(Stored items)
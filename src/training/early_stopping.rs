//! Sliding-window early stopping for epoch-trained models

use crate::core::{
    CancellationToken, ClassifierError, FeatureVector, ProgressEvent, ProgressSink, Result,
};
use log::{debug, error, info};
use rand::RngCore;
use std::collections::VecDeque;

/// A model trained one pass over the data at a time
pub trait EpochModel: Clone {
    /// One full training pass
    fn train_epoch(
        &mut self,
        inputs: &[FeatureVector],
        codes: &[usize],
        rng: &mut dyn RngCore,
    ) -> Result<()>;

    /// Error on held-out examples, lower is better
    fn validation_error(&self, inputs: &[FeatureVector], codes: &[usize]) -> Result<f64>;
}

/// Why training ended
#[derive(Debug, Clone, Copy, PartialEq, Eq)]
pub enum StopReason {
    /// Every windowed error was identical
    Plateau,
    /// Newer half of the window averaged higher than the older half
    Rising,
    /// Iteration budget used up
    Exhausted,
}

/// Best snapshot of one training run
#[derive(Debug, Clone)]
pub struct EarlyStopped<M> {
    pub model: M,
    pub validation_error: f64,
    /// Epoch (1-based) the snapshot was taken after
    pub epoch: usize,
    pub epochs_run: usize,
    pub reason: StopReason,
}

pub struct EarlyStoppingTrainer<'a> {
    window: usize,
    max_epochs: usize,
    /// Evaluate the stop rules; off means run every epoch
    stop_early: bool,
    progress: &'a dyn ProgressSink,
    cancel: &'a CancellationToken,
}

impl<'a> EarlyStoppingTrainer<'a> {
    pub fn new(
        window: usize,
        max_epochs: usize,
        progress: &'a dyn ProgressSink,
        cancel: &'a CancellationToken,
    ) -> Self {
        Self {
            window: window.max(2),
            max_epochs,
            stop_early: true,
            progress,
            cancel,
        }
    }

    /// Train for the whole budget, still keeping the best snapshot
    pub fn without_stopping(mut self) -> Self {
        self.stop_early = false;
        self
    }

    /// Train `model` on one subset, validating on the other after every epoch
    pub fn train<M: EpochModel>(
        &self,
        mut model: M,
        train: (&[FeatureVector], &[usize]),
        validation: (&[FeatureVector], &[usize]),
        rng: &mut dyn RngCore,
    ) -> Result<EarlyStopped<M>> {
        let (train_inputs, train_codes) = train;
        let (validation_inputs, validation_codes) = validation;

        // Only snapshots taken after an epoch are candidates; the first one always wins
        let mut best = EarlyStopped {
            model: model.clone(),
            validation_error: f64::INFINITY,
            epoch: 0,
            epochs_run: 0,
            reason: StopReason::Exhausted,
        };
        let mut errors: VecDeque<f64> = VecDeque::with_capacity(self.window);

        for epoch in 1..=self.max_epochs {
            self.cancel.check()?;
            model
                .train_epoch(train_inputs, train_codes, rng)
                .map_err(|e| self.report_out_of_memory(e, epoch))?;
            let error = model.validation_error(validation_inputs, validation_codes)?;
            best.epochs_run = epoch;

            if error < best.validation_error {
                best.model = model.clone();
                best.validation_error = error;
                best.epoch = epoch;
            }

            if errors.len() == self.window {
                errors.pop_front();
            }
            errors.push_back(error);

            if epoch % self.window == 0 {
                self.progress.report(
                    &ProgressEvent::new("network", "Epoch {} validation error {}")
                        .count(epoch)
                        .value(error)
                        .indent(1)
                        .replacing(),
                );
            }

            if self.stop_early && errors.len() == self.window {
                if let Some(reason) = stop_reason(&errors) {
                    debug!("Early stop after epoch {epoch}: {reason:?}");
                    best.reason = reason;
                    break;
                }
            }
        }

        info!(
            "Kept epoch {} of {} with validation error {:.4}",
            best.epoch, best.epochs_run, best.validation_error
        );
        Ok(best)
    }

    fn report_out_of_memory(&self, e: ClassifierError, epoch: usize) -> ClassifierError {
        if e.is_out_of_memory() {
            error!("Error: Out of memory during epoch {epoch}: {e}");
            self.progress
                .report(&ProgressEvent::new("network", "Error: Out of memory"));
        }
        e
    }
}

/// Stop rule evaluated on a full window
pub fn stop_reason(errors: &VecDeque<f64>) -> Option<StopReason> {
    let first = *errors.front()?;
    if errors.iter().all(|&e| e == first) {
        return Some(StopReason::Plateau);
    }
    let half = errors.len() / 2;
    let older = errors.iter().take(half).sum::<f64>() / half as f64;
    let newer = errors.iter().skip(errors.len() - half).sum::<f64>() / half as f64;
    if newer > older {
        Some(StopReason::Rising)
    } else {
        None
    }
}

#[cfg(test)]
mod tests {
    use super::*;
    use crate::core::NullProgress;
    use rand::rngs::StdRng;
    use rand::SeedableRng;

    /// Model whose validation error follows a fixed script per epoch
    #[derive(Clone)]
    struct Scripted {
        epoch: usize,
        script: fn(usize) -> f64,
    }

    impl EpochModel for Scripted {
        fn train_epoch(
            &mut self,
            _inputs: &[FeatureVector],
            _codes: &[usize],
            _rng: &mut dyn RngCore,
        ) -> Result<()> {
            self.epoch += 1;
            Ok(())
        }

        fn validation_error(&self, _inputs: &[FeatureVector], _codes: &[usize]) -> Result<f64> {
            Ok((self.script)(self.epoch))
        }
    }

    fn run(script: fn(usize) -> f64, trainer: EarlyStoppingTrainer<'_>) -> EarlyStopped<Scripted> {
        let mut rng = StdRng::seed_from_u64(1);
        trainer
            .train(
                Scripted { epoch: 0, script },
                (&[], &[]),
                (&[], &[]),
                &mut rng,
            )
            .unwrap()
    }

    #[test]
    fn test_stop_on_rising_error() {
        // U-shaped error with its minimum at epoch 30
        let token = CancellationToken::new();
        let trainer = EarlyStoppingTrainer::new(20, 1000, &NullProgress, &token);
        let result = run(|e| ((e as f64) - 30.0).abs() + 1.0, trainer);

        assert_eq!(result.reason, StopReason::Rising);
        assert_eq!(result.epoch, 30);
        assert_eq!(result.model.epoch, 30);
        assert_eq!(result.validation_error, 1.0);
        assert!(result.epochs_run < 60);
    }

    #[test]
    fn test_stop_on_plateau() {
        let token = CancellationToken::new();
        let trainer = EarlyStoppingTrainer::new(20, 1000, &NullProgress, &token);
        let result = run(|e| if e < 5 { 1.0 / (e as f64 + 1.0) } else { 0.1 }, trainer);

        assert_eq!(result.reason, StopReason::Plateau);
        assert_eq!(result.epochs_run, 24);
        assert_eq!(result.epoch, 5);
    }

    #[test]
    fn test_untrained_model_never_kept() {
        // Error grows from the start, so the untrained state looks best
        let token = CancellationToken::new();
        let trainer = EarlyStoppingTrainer::new(20, 1000, &NullProgress, &token);
        let result = run(|e| e as f64, trainer);

        assert_eq!(result.reason, StopReason::Rising);
        assert_eq!(result.epoch, 1);
        assert_eq!(result.model.epoch, 1);
        assert_eq!(result.validation_error, 1.0);
    }

    #[test]
    fn test_exhausted_budget() {
        let token = CancellationToken::new();
        let trainer = EarlyStoppingTrainer::new(20, 50, &NullProgress, &token);
        let result = run(|e| 1.0 / (e as f64 + 1.0), trainer);

        assert_eq!(result.reason, StopReason::Exhausted);
        assert_eq!(result.epochs_run, 50);
        assert_eq!(result.epoch, 50);
    }

    #[test]
    fn test_without_stopping_keeps_best() {
        let token = CancellationToken::new();
        let trainer = EarlyStoppingTrainer::new(20, 100, &NullProgress, &token).without_stopping();
        let result = run(|e| ((e as f64) - 30.0).abs(), trainer);

        assert_eq!(result.epochs_run, 100);
        assert_eq!(result.epoch, 30);
    }

    #[test]
    fn test_cancelled_before_first_epoch() {
        let token = CancellationToken::new();
        token.cancel();
        let trainer = EarlyStoppingTrainer::new(20, 100, &NullProgress, &token);
        let mut rng = StdRng::seed_from_u64(1);
        let result = trainer.train(
            Scripted {
                epoch: 0,
                script: |_| 1.0,
            },
            (&[], &[]),
            (&[], &[]),
            &mut rng,
        );
        assert!(matches!(result, Err(ClassifierError::Cancelled)));
    }

    #[test]
    fn test_stop_reason_rules() {
        let flat: VecDeque<f64> = vec![0.5; 4].into();
        assert_eq!(stop_reason(&flat), Some(StopReason::Plateau));

        let falling: VecDeque<f64> = vec![0.4, 0.3, 0.2, 0.1].into();
        assert_eq!(stop_reason(&falling), None);

        let rising: VecDeque<f64> = vec![0.1, 0.1, 0.2, 0.1].into();
        assert_eq!(stop_reason(&rising), Some(StopReason::Rising));
    }
}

§ Task details
Find the lines above that contain the string "after" and answer with how many there are, nothing else.

§ Solution
4